Their headline finding was that, after examining the brain activity of 350 undergraduates, test subjects with lower self-control were more at risk of giving away sensitive company information. Speaking to SCMagazineUK.com earlier this week, Hu defined this self-control as “the exertion of control by one over the self”.
“In the context of criminology and information security, we define self-control as an individual's ability to refrain from committing deviant or criminal acts under given circumstances,” he said.
The academics started working on this research after various reports indicated – as they still do – that insiders are responsible for around half of all breaches. But with this figure potentially higher given that many incidents go unreported, Hu wanted to find a more accurate way to predict which employees are a threat.
Hu has researched the subject for ten years, and on learning that West had worked with brainwave measurements, deciding to collaborate with West and Smarandescu on the project two years ago.
In the study, they examined 350 ISUE undergraduates to determine level of self-control; the top 40 students with the most polar-opposite high and low control were brought in for a second test, which included a full EEG test to measure their brainwaves.
“We asked them to think about whether they would violate a company's assets or security policy,” West said. “We told them to imagine they were an employee asked by a friend to share a client or user list.
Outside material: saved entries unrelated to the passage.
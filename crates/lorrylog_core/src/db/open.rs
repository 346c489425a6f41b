//! Connection lifecycle for SQLite.
//!
//! # Responsibility
//! - Open file or in-memory SQLite connections.
//! - Configure connection pragmas and run migrations before handing out a
//!   connection.
//! - Close the connection explicitly on the nominal shutdown path.
//!
//! # Invariants
//! - Returned connections have `foreign_keys=ON` and a 5s busy timeout.
//! - Returned connections have migrations fully applied.
//! - Connections dropped on error paths are released by `Drop`.

use super::migrations::apply_migrations;
use super::DbResult;
use log::{error, info, warn};
use rusqlite::Connection;
use std::path::Path;
use std::time::{Duration, Instant};

const BUSY_TIMEOUT: Duration = Duration::from_secs(5);

/// Opens a SQLite database file and applies all pending migrations.
///
/// The file is created when it does not exist yet.
///
/// # Side effects
/// - Emits `db_open` logging events with duration and status.
pub fn open_db(path: impl AsRef<Path>) -> DbResult<Connection> {
    open_with("file", || Connection::open(path))
}

/// Opens an in-memory SQLite database and applies all pending migrations.
pub fn open_db_in_memory() -> DbResult<Connection> {
    open_with("memory", Connection::open_in_memory)
}

/// Closes a connection, flushing outstanding statements.
///
/// On failure the connection is still dropped; the error is returned so the
/// caller can report it.
pub fn close_db(conn: Connection) -> DbResult<()> {
    match conn.close() {
        Ok(()) => {
            info!("event=db_close module=db status=ok");
            Ok(())
        }
        Err((conn, err)) => {
            warn!("event=db_close module=db status=error error={}", err);
            drop(conn);
            Err(err.into())
        }
    }
}

fn open_with(
    mode: &'static str,
    open: impl FnOnce() -> rusqlite::Result<Connection>,
) -> DbResult<Connection> {
    let started_at = Instant::now();
    info!("event=db_open module=db status=start mode={mode}");

    let mut conn = match open() {
        Ok(conn) => conn,
        Err(err) => {
            error!(
                "event=db_open module=db status=error mode={} duration_ms={} error_code=db_open_failed error={}",
                mode,
                started_at.elapsed().as_millis(),
                err
            );
            return Err(err.into());
        }
    };

    match bootstrap_connection(&mut conn) {
        Ok(()) => {
            info!(
                "event=db_open module=db status=ok mode={} duration_ms={}",
                mode,
                started_at.elapsed().as_millis()
            );
            Ok(conn)
        }
        Err(err) => {
            error!(
                "event=db_open module=db status=error mode={} duration_ms={} error_code=db_bootstrap_failed error={}",
                mode,
                started_at.elapsed().as_millis(),
                err
            );
            Err(err)
        }
    }
}

fn bootstrap_connection(conn: &mut Connection) -> DbResult<()> {
    conn.execute_batch("PRAGMA foreign_keys = ON;")?;
    conn.busy_timeout(BUSY_TIMEOUT)?;
    apply_migrations(conn)?;
    Ok(())
}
We set that scenario up and asked them how likely they would do this, and we captured that specific response.”
The study subsequently showed that students with higher self-control took longer to think about the decision, potentially showing they were spending more time weighing the consequences of their actions.
Hu admitted that the average business might not be able to afford neuroscience tech, but said simple screenings of new employees could determine level of self-control.
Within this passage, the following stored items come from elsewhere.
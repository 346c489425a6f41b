//! Versioned schema upgrades for the repair log.
//!
//! Each step's SQL lives next to this file. The database records the last
//! applied step in `PRAGMA user_version`; a fresh file starts at 0.
//!
//! | version | step                          |
//! |---------|-------------------------------|
//! | 1       | `repairs` table, vehicle index |
//! | 2       | `users` credential table       |

use super::schema::check_latest_schema;
use super::{DbError, DbResult};
use log::info;
use rusqlite::Connection;

struct Migration {
    version: u32,
    name: &'static str,
    sql: &'static str,
}

const MIGRATIONS: [Migration; 2] = [
    Migration {
        version: 1,
        name: "repairs",
        sql: include_str!("0001_repairs.sql"),
    },
    Migration {
        version: 2,
        name: "users",
        sql: include_str!("0002_users.sql"),
    },
];

/// Version written by the last step this build knows.
pub fn latest_version() -> u32 {
    MIGRATIONS.last().map_or(0, |migration| migration.version)
}

/// Brings `conn` up to [`latest_version`] in one transaction, then checks that
/// every expected table and column exists.
///
/// # Errors
/// - `UnsupportedSchemaVersion` when the file is newer than this build.
/// - `MissingTable`/`MissingColumn` when the recorded version does not match
///   the tables actually present.
pub fn apply_migrations(conn: &mut Connection) -> DbResult<()> {
    let from_version = user_version(conn)?;
    let latest = latest_version();
    if from_version > latest {
        return Err(DbError::UnsupportedSchemaVersion {
            db_version: from_version,
            latest_supported: latest,
        });
    }

    let pending: Vec<&Migration> = MIGRATIONS
        .iter()
        .filter(|migration| migration.version > from_version)
        .collect();
    if !pending.is_empty() {
        let tx = conn.transaction()?;
        for migration in pending {
            tx.execute_batch(migration.sql)?;
            tx.pragma_update(None, "user_version", migration.version)?;
            info!(
                "event=db_migrate module=db status=ok version={} name={}",
                migration.version, migration.name
            );
        }
        tx.commit()?;
    }

    check_latest_schema(conn)
}

fn user_version(conn: &Connection) -> DbResult<u32> {
    let version = conn.query_row("PRAGMA user_version;", [], |row| row.get::<_, u32>(0))?;
    Ok(version)
}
“Everyone has talents and everyone has weaknesses. Businesses should use the right people with the right talents for the right job,” he said. “People with low self-control should not be put into positions that would have access to confidential digital assets. But those people could be very productive in other areas of the business; they're just not suitable for those kinds of conditions.”
Asked though by SC if this was expensive and unpractical, Hu said: “This is a good question which is created by brief reporting of a comprehensive study.
“In fact, what we have done is that we validated a short and paper based survey instrument developed by criminologists in 1993 for measuring self-control, which is available for free for anyone to use, and it has only 24 questions and takes about 15 minutes to complete. In essence, we have done the hard and expensive work (using brain imaging tools in a delicate and controlled lab environment) that enables employers to do the simple task of screening.
"So, if an organisation wants to screen employees for self-control, assuming that it clears the regulatory and legal restrictions for such an act, all it takes is a paper survey and analysing the data. However, there are still challenges for this to be accurate because there is no national standard for dividing high versus low self-control based on the survey score. What we have done was we surveyed about 350 students, and we selected 20 highest and 20 lowest scoring subjects for our study to show the validity of the theory.”